У него была страстишка подзадоривать людей, когда начинался какой-нибудь спор, и он любил посмеяться, когда обе стороны начнут горячиться, сделают сцену и т.п. Это его веселило, и он охотник был, где можно, стравливать. Конечно, это — не похвальная черта, но это делал он в пустяках, больше в шутку. Но тут шутка вышла плохая и едва не кончилась серьезно.
Новая эта повесть, с продолжением темы из Райского, вышла под заглавием “Накануне”, но я в печати ее не прочел, а знал только по рассказу Тургенева. Мы с Дудышкиным продолжали пересмеиваться между собой, а Тургенев смущаться при намеках. Однажды я встретил Дудышкина на Невском проспекте и спросил, куда он идет. “К бархатному плуту (так звали мы его про себя) обедать”. “Это на мои деньги (разумея гонорарий, полученный за повесть “Накануне”), — заметил я шутя, — будете обедать”. “Сказать ему?” — спросил смеючись Дудышкин. “Скажите, скажите!” — шутя заметил я, и мы разошлись.
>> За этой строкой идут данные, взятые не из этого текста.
//! Synthetic lab data generation.
//!
//! Two generators, matching the two ingest formats:
//!
//! - displacement: peak amplitudes of a damped oscillation, logged as
//!   alternating max/min peaks with per-row error percentages
//! - scatter: pendulum period vs initial angle, several trials per angle
//!
//! Generation is deterministic for a given seed.

use std::fs;
use std::path::Path;

use rand::prelude::*;
use rand::rngs::StdRng;
use rand_distr::Normal;

use crate::error::AppError;

/// Knobs for the synthetic generators.
#[derive(Debug, Clone)]
pub struct SampleConfig {
    /// Number of data rows to generate.
    pub points: usize,
    pub seed: u64,
    /// Initial peak amplitude of the damped oscillation.
    pub amplitude: f64,
    /// Decay time constant of the envelope.
    pub time_constant: f64,
    /// Rest offset the oscillation decays towards.
    pub offset: f64,
    /// Relative measurement noise (multiplicative).
    pub noise: f64,
}

impl Default for SampleConfig {
    fn default() -> Self {
        Self {
            points: 25,
            seed: 42,
            amplitude: 9.0,
            time_constant: 12.0,
            offset: 0.5,
            noise: 0.02,
        }
    }
}

fn validate(config: &SampleConfig) -> Result<(), AppError> {
    if config.points == 0 {
        return Err(AppError::new(2, "Sample point count must be > 0."));
    }
    if !(config.amplitude.is_finite()
        && config.time_constant.is_finite()
        && config.time_constant > 0.0
        && config.offset.is_finite()
        && config.noise.is_finite()
        && config.noise >= 0.0)
    {
        return Err(AppError::new(2, "Invalid sample generator settings."));
    }
    Ok(())
}

/// Generate the 6-column displacement file contents.
///
/// Max peaks land on whole periods, min peaks half a period later; both decay
/// along `A·e^(−t/τ) + offset` with multiplicative noise.
pub fn generate_displacement(config: &SampleConfig) -> Result<String, AppError> {
    validate(config)?;

    let mut rng = StdRng::seed_from_u64(config.seed);
    let normal = Normal::new(0.0, 1.0)
        .map_err(|e| AppError::new(3, format!("Noise distribution error: {e}")))?;

    let period = 2.0;
    let mut out = String::from("max_time\tmax_disp\tmin_time\tmin_disp\tmax_err_pct\tmin_err_pct\n");

    for i in 0..config.points {
        let t_max = i as f64 * period;
        let t_min = t_max + period / 2.0;

        let envelope = |t: f64| config.amplitude * (-t / config.time_constant).exp() + config.offset;
        let y_max = envelope(t_max) * (1.0 + config.noise * normal.sample(&mut rng));
        let y_min = -envelope(t_min) * (1.0 + config.noise * normal.sample(&mut rng));

        let err_max: f64 = rng.gen_range(2.0..=6.0);
        let err_min: f64 = rng.gen_range(2.0..=6.0);

        out.push_str(&format!(
            "{t_max:.3}\t{y_max:.5}\t{t_min:.3}\t{y_min:.5}\t{err_max:.2}\t{err_min:.2}\n"
        ));
    }

    Ok(out)
}

/// Generate the scatter file contents: pendulum period vs initial angle,
/// three trial columns.
pub fn generate_scatter(config: &SampleConfig) -> Result<String, AppError> {
    validate(config)?;

    let mut rng = StdRng::seed_from_u64(config.seed);
    let normal = Normal::new(0.0, 1.0)
        .map_err(|e| AppError::new(3, format!("Noise distribution error: {e}")))?;

    let base_period = 2.0;
    let trials = 3;
    let mut out = String::from("angle_rad\tperiod1_s\tperiod2_s\tperiod3_s\n");

    for i in 0..config.points {
        let u = if config.points > 1 {
            i as f64 / (config.points as f64 - 1.0)
        } else {
            0.0
        };
        let angle = 0.1 + 1.4 * u;
        // Small-angle correction: T ≈ T0·(1 + θ²/16).
        let expected = base_period * (1.0 + angle * angle / 16.0);

        out.push_str(&format!("{angle:.4}"));
        for _ in 0..trials {
            let period = expected * (1.0 + config.noise * normal.sample(&mut rng));
            out.push_str(&format!("\t{period:.5}"));
        }
        out.push('\n');
    }

    Ok(out)
}

/// Write both sample files to disk.
pub fn write_sample_files(
    displacement_path: &Path,
    scatter_path: &Path,
    config: &SampleConfig,
) -> Result<(), AppError> {
    let displacement = generate_displacement(config)?;
    fs::write(displacement_path, displacement).map_err(|e| {
        AppError::new(
            2,
            format!("Failed to write '{}': {e}", displacement_path.display()),
        )
    })?;

    let scatter = generate_scatter(config)?;
    fs::write(scatter_path, scatter)
        .map_err(|e| AppError::new(2, format!("Failed to write '{}': {e}", scatter_path.display())))?;

    Ok(())
}

#[cfg(test)]
mod tests {
    use super::*;
    use crate::io::ingest::{parse_displacement, parse_scatter};

    #[test]
    fn generation_is_deterministic_per_seed() {
        let config = SampleConfig::default();
        assert_eq!(
            generate_displacement(&config).unwrap(),
            generate_displacement(&config).unwrap()
        );

        let other = SampleConfig {
            seed: 43,
            ..SampleConfig::default()
        };
        assert_ne!(
            generate_displacement(&config).unwrap(),
            generate_displacement(&other).unwrap()
        );
    }

    #[test]
    fn generated_displacement_parses_cleanly() {
        let text = generate_displacement(&SampleConfig::default()).unwrap();
        let data = parse_displacement(&text).unwrap();
        assert_eq!(data.rows_read, 25);
        assert!(data.max.y.iter().all(|y| *y > 0.0));
        assert!(data.min.y.iter().all(|y| *y < 0.0));
        assert!(data.max.y_err.iter().all(|e| *e > 0.0));
    }

    #[test]
    fn generated_scatter_parses_cleanly() {
        let text = generate_scatter(&SampleConfig::default()).unwrap();
        let data = parse_scatter(&text).unwrap();
        assert_eq!(data.rows_read, 25);
        assert_eq!(data.series.len(), 3);
    }

    #[test]
    fn zero_points_is_a_config_error() {
        let config = SampleConfig {
            points: 0,
            ..SampleConfig::default()
        };
        assert_eq!(generate_displacement(&config).unwrap_err().exit_code(), 2);
    }
}
//! Formatted terminal output for fit runs.

use crate::domain::{DisplacementData, FitConfig, FitResult};
use crate::io::ingest::compute_stats;

/// Format the best-fit parameters of one series, with uncertainties.
///
/// Output shape (one parameter per line, 4 decimal places):
///
/// ```text
/// Best fit parameters, with uncertainties (max, Exponential):
///   a = 1.0023 ± 0.0151
/// ```
pub fn format_fit_report(label: &str, fit: &FitResult) -> String {
    let mut out = String::new();
    out.push_str(&format!(
        "Best fit parameters, with uncertainties ({label}, {}):\n",
        fit.model.display_name()
    ));
    for (i, name) in fit.model.param_names().iter().enumerate() {
        out.push_str(&format!(
            "  {name} = {:.4} ± {:.4}\n",
            fit.params[i], fit.uncertainties[i]
        ));
    }
    out.push_str(&format!(
        "  chi2 = {:.4} | rmse = {:.4} | n = {} | dof = {}\n",
        fit.quality.chi2, fit.quality.rmse, fit.quality.n, fit.quality.dof
    ));
    out
}

/// Format the full run summary (dataset stats + both fit reports).
pub fn format_run_summary(
    data: &DisplacementData,
    max_fit: &FitResult,
    min_fit: &FitResult,
    config: &FitConfig,
) -> String {
    let mut out = String::new();

    out.push_str("=== lab - curve fit ===\n");
    out.push_str(&format!("File: {}\n", config.data_path.display()));
    out.push_str(&format!("Model: {}\n", config.model.display_name()));
    out.push_str(&format!("Rows: {}\n", data.rows_read));

    for series in [&data.max, &data.min] {
        if let Some(stats) = compute_stats(series) {
            out.push_str(&format!(
                "{}: n={} | t=[{:.3}, {:.3}] | y=[{:.3}, {:.3}]\n",
                series.label, stats.n_points, stats.t_min, stats.t_max, stats.y_min, stats.y_max
            ));
        }
    }
    out.push('\n');

    out.push_str(&format_fit_report(&data.max.label, max_fit));
    out.push('\n');
    out.push_str(&format_fit_report(&data.min.label, min_fit));

    out
}

#[cfg(test)]
mod tests {
    use super::*;
    use crate::domain::{FitQuality, ModelKind};

    #[test]
    fn fit_report_lists_every_parameter_with_uncertainty() {
        let fit = FitResult {
            model: ModelKind::Linear,
            params: vec![2.0, 1.0],
            uncertainties: vec![0.0447, 0.0837],
            quality: FitQuality {
                chi2: 0.0,
                rmse: 0.0,
                n: 4,
                dof: 2,
            },
        };
        let text = format_fit_report("max", &fit);
        assert!(text.contains("Best fit parameters, with uncertainties (max, Linear):"));
        assert!(text.contains("m = 2.0000 ± 0.0447"));
        assert!(text.contains("b = 1.0000 ± 0.0837"));
    }
}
Кто бы мог подумать, что Дудышкин сказал! А он сказал, да еще при пяти или шести собеседниках! Он думал, конечно, что Тургенев опять смутится, а он будет наслаждаться его смущением. Но Тургенев был прижат к стене: ему оставалось или сознаться, чего, конечно, он не сделает никогда, или вступиться за себя. На сцену, разумеется, появился Анненков, его кум, адъютант и наперстник. На другой день оба они явились ко мне, не застали дома и оставили записку, с вопросом, “что значат мои слова, переданные мною через Дудышкина?” Я пришел к Дудышкину и показал ему записку, спрашивая, в свою очередь, что значит эта записка?
“Вы ведь велели сказать ему ваши вчерашние слова”, — робко заметил он. “Не может быть, чтобы вы не шутя это думали. А если б я попросил вас ударить его — вы ударили бы?” — сказал я.
Дудышкин понял, какую непростительную глупость сделал он. Он был добрый, честный человек, очень умный, даже несколько себе на уме, осторожный, уклончивый — и тут вдруг так грубо ошибся, увлекшись своею страстишкой дразнить людей. Он подвержен был желтухе и с этого же дня заметно пожелтел и похудел.
Я сказал ему только, что если это поведет к серьезному исходу, т.е. к дуэли, например, то я имею полное право рассчитывать на него как на секунданта. Он согласился, но взял у меня записку, сказав, что повидается с Тургеневым и ответит ему как за себя, так и за меня, без всякого для меня ущерба. Я заметил ему только, что от своих слов не отопрусь.
Я не знаю или забыл теперь, что он говорил, помню только, что решено было с обеих сторон объясниться по этому делу окончательно, пригласив несколько других свидетелей. Пригласили, кроме Анненкова и Дудышкина, еще Дружинина и А.В. Никитенко и объяснение произошло у меня. Но из этого, конечно, выйти ничего не могло. Роман, большею частью, пересказывался наедине, потом в присутствии Дудышкина, частию Дружинина. Последние оба, мало интересуясь программой, знали только общий план романа — и, следовательно, не могли ни подтвердить, ни опровергнуть. Никитенко был приглашен как почетный свидетель, известный мягким своим характером.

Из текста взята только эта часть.